» **Your goal**
Starting with the opening line of the material, restate every line word for word, and end on the line containing "pub enum SkillLevel".

» **Entries shown**
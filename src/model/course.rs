//! # Course
//!
//! A course belongs to exactly one bootcamp. The owning bootcamp is fixed at
//! creation and cannot be changed by an update.

use chrono::{DateTime, Utc};
use serde::{Deserialize, Deserializer, Serialize};
use uuid::Uuid;

use super::bootcamp::{Bootcamp, BootcampSummary};
use super::validation::{trimmed, ValidationResult, Violations};

/// Minimum skill level expected from students
#[derive(Debug, Clone, Copy, PartialEq, Eq, Serialize, Deserialize)]
#[serde(rename_all = "lowercase")]
pub enum SkillLevel {
    Beginner,
    Intermediate,
    Advanced,
}

/// A course record
#[derive(Debug, Clone, PartialEq, Serialize, Deserialize)]
#[serde(rename_all = "camelCase")]
pub struct Course {
    pub id: Uuid,
    pub title: String,
    pub description: String,
    /// Duration in weeks
    #[serde(deserialize_with = "weeks_text")]
    pub weeks: String,
    pub tuition: f64,
    pub minimum_skill: SkillLevel,
    #[serde(default)]
    pub scholarship_available: bool,
    pub created_at: DateTime<Utc>,
    /// Owning bootcamp
    pub bootcamp: Uuid,
}

/// Authorable course fields, used for creation and partial updates
#[derive(Debug, Clone, Default, Deserialize)]
#[serde(rename_all = "camelCase")]
pub struct CourseFields {
    pub title: Option<String>,
    pub description: Option<String>,
    #[serde(default, deserialize_with = "optional_weeks_text")]
    pub weeks: Option<String>,
    pub tuition: Option<f64>,
    pub minimum_skill: Option<SkillLevel>,
    pub scholarship_available: Option<bool>,
}

/// `weeks` arrives as text or as a bare number; numbers are kept as their
/// decimal text
#[derive(Deserialize)]
#[serde(untagged)]
enum WeeksValue {
    Text(String),
    Whole(i64),
    Fractional(f64),
}

impl From<WeeksValue> for String {
    fn from(value: WeeksValue) -> Self {
        match value {
            WeeksValue::Text(text) => text,
            WeeksValue::Whole(n) => n.to_string(),
            WeeksValue::Fractional(n) => n.to_string(),
        }
    }
}

fn weeks_text<'de, D: Deserializer<'de>>(deserializer: D) -> Result<String, D::Error> {
    WeeksValue::deserialize(deserializer).map(String::from)
}

fn optional_weeks_text<'de, D: Deserializer<'de>>(
    deserializer: D,
) -> Result<Option<String>, D::Error> {
    Option::<WeeksValue>::deserialize(deserializer).map(|weeks| weeks.map(String::from))
}

/// Course with its owner's name and description expanded inline.
///
/// `bootcamp` is `None` when the owner no longer exists.
#[derive(Debug, Clone, PartialEq, Serialize)]
#[serde(rename_all = "camelCase")]
pub struct CourseDetail {
    pub id: Uuid,
    pub title: String,
    pub description: String,
    pub weeks: String,
    pub tuition: f64,
    pub minimum_skill: SkillLevel,
    pub scholarship_available: bool,
    pub created_at: DateTime<Utc>,
    pub bootcamp: Option<BootcampSummary>,
}

impl Course {
    /// Build and validate a course owned by `bootcamp`
    pub fn new(bootcamp: Uuid, fields: CourseFields) -> ValidationResult<Self> {
        let mut v = Violations::new();
        v.check(fields.tuition.is_some(), "Please add tuition cost");
        v.check(fields.minimum_skill.is_some(), "Please add minimum skill");

        let course = Self {
            id: Uuid::new_v4(),
            title: trimmed(fields.title).unwrap_or_default(),
            description: trimmed(fields.description).unwrap_or_default(),
            weeks: trimmed(fields.weeks).unwrap_or_default(),
            tuition: fields.tuition.unwrap_or_default(),
            minimum_skill: fields.minimum_skill.unwrap_or(SkillLevel::Beginner),
            scholarship_available: fields.scholarship_available.unwrap_or(false),
            created_at: Utc::now(),
            bootcamp,
        };

        match (v.into_result(), course.validate()) {
            (Ok(()), Ok(())) => Ok(course),
            (Err(mut missing), Err(rules)) => {
                missing.messages.extend(rules.messages);
                Err(missing)
            }
            (Err(e), Ok(())) | (Ok(()), Err(e)) => Err(e),
        }
    }

    /// Merge a partial update into a copy of this course and validate the result
    pub fn merged(&self, fields: CourseFields) -> ValidationResult<Self> {
        let mut next = self.clone();

        if let Some(title) = fields.title {
            next.title = title.trim().to_string();
        }
        if let Some(description) = fields.description {
            next.description = description.trim().to_string();
        }
        if let Some(weeks) = fields.weeks {
            next.weeks = weeks.trim().to_string();
        }
        if let Some(tuition) = fields.tuition {
            next.tuition = tuition;
        }
        if let Some(skill) = fields.minimum_skill {
            next.minimum_skill = skill;
        }
        if let Some(scholarship) = fields.scholarship_available {
            next.scholarship_available = scholarship;
        }

        next.validate()?;
        Ok(next)
    }

    /// Check every field rule
    pub fn validate(&self) -> ValidationResult<()> {
        let mut v = Violations::new();

        v.check(!self.title.is_empty(), "Please add a course title");
        v.check(!self.description.is_empty(), "Please add a description");
        v.check(!self.weeks.is_empty(), "Please add number of weeks");
        v.check(
            self.tuition.is_finite() && self.tuition >= 0.0,
            "Tuition must be a non-negative number",
        );

        v.into_result()
    }

    /// Expand the owning bootcamp's name and description
    pub fn with_owner(self, owner: Option<&Bootcamp>) -> CourseDetail {
        CourseDetail {
            id: self.id,
            title: self.title,
            description: self.description,
            weeks: self.weeks,
            tuition: self.tuition,
            minimum_skill: self.minimum_skill,
            scholarship_available: self.scholarship_available,
            created_at: self.created_at,
            bootcamp: owner.map(BootcampSummary::from),
        }
    }
}

#[cfg(test)]
mod tests {
    use super::*;

    fn fields(tuition: f64) -> CourseFields {
        CourseFields {
            title: Some("Front End Web Development".to_string()),
            description: Some("HTML, CSS and JavaScript".to_string()),
            weeks: Some("8".to_string()),
            tuition: Some(tuition),
            minimum_skill: Some(SkillLevel::Beginner),
            scholarship_available: None,
        }
    }

    #[test]
    fn test_new_sets_owner_and_defaults() {
        let owner = Uuid::new_v4();
        let course = Course::new(owner, fields(8000.0)).unwrap();
        assert_eq!(course.bootcamp, owner);
        assert!(!course.scholarship_available);
    }

    #[test]
    fn test_weeks_accepts_text_or_number() {
        let parse = |weeks: serde_json::Value| -> Option<String> {
            serde_json::from_value::<CourseFields>(serde_json::json!({ "weeks": weeks }))
                .unwrap()
                .weeks
        };

        assert_eq!(parse(serde_json::json!("8")), Some("8".to_string()));
        assert_eq!(parse(serde_json::json!(12)), Some("12".to_string()));
        assert_eq!(parse(serde_json::json!(2.5)), Some("2.5".to_string()));
        assert_eq!(parse(serde_json::Value::Null), None);

        let absent: CourseFields = serde_json::from_str("{}").unwrap();
        assert!(absent.weeks.is_none());
        assert!(serde_json::from_str::<CourseFields>(r#"{"weeks": [8]}"#).is_err());
    }

    #[test]
    fn test_missing_fields_are_reported_together() {
        let err = Course::new(Uuid::new_v4(), CourseFields::default()).unwrap_err();
        assert!(err.messages.contains(&"Please add tuition cost".to_string()));
        assert!(err.messages.contains(&"Please add minimum skill".to_string()));
        assert!(err.messages.contains(&"Please add a course title".to_string()));
    }

    #[test]
    fn test_negative_tuition_rejected() {
        assert!(Course::new(Uuid::new_v4(), fields(-1.0)).is_err());
    }

    #[test]
    fn test_merged_keeps_owner() {
        let course = Course::new(Uuid::new_v4(), fields(8000.0)).unwrap();
        let updated = course
            .merged(CourseFields {
                tuition: Some(9000.0),
                ..Default::default()
            })
            .unwrap();
        assert_eq!(updated.bootcamp, course.bootcamp);
        assert_eq!(updated.tuition, 9000.0);
        assert_eq!(updated.title, course.title);
    }

    #[test]
    fn test_skill_level_wire_format() {
        let skill: SkillLevel = serde_json::from_str("\"intermediate\"").unwrap();
        assert_eq!(skill, SkillLevel::Intermediate);
        assert!(serde_json::from_str::<SkillLevel>("\"expert\"").is_err());
    }

    #[test]
    fn test_detail_without_owner_serializes_null() {
        let course = Course::new(Uuid::new_v4(), fields(100.0)).unwrap();
        let json = serde_json::to_value(course.with_owner(None)).unwrap();
        assert!(json["bootcamp"].is_null());
        assert_eq!(json["minimumSkill"], "beginner");
    }
}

» **Answer section**
filename src/model/course.rs
//! # Course
//!
//! A course belongs to exactly one bootcamp. The owning bootcamp is fixed at
//! creation and cannot be changed by an update.

use chrono::{DateTime, Utc};
use serde::{Deserialize, Deserializer, Serialize};
use uuid::Uuid;

use super::bootcamp::{Bootcamp, BootcampSummary};
use super::validation::{trimmed, ValidationResult, Violations};

/// Minimum skill level expected from students
#[derive(Debug, Clone, Copy, PartialEq, Eq, Serialize, Deserialize)]
#[serde(rename_all = "lowercase")]
pub enum SkillLevel {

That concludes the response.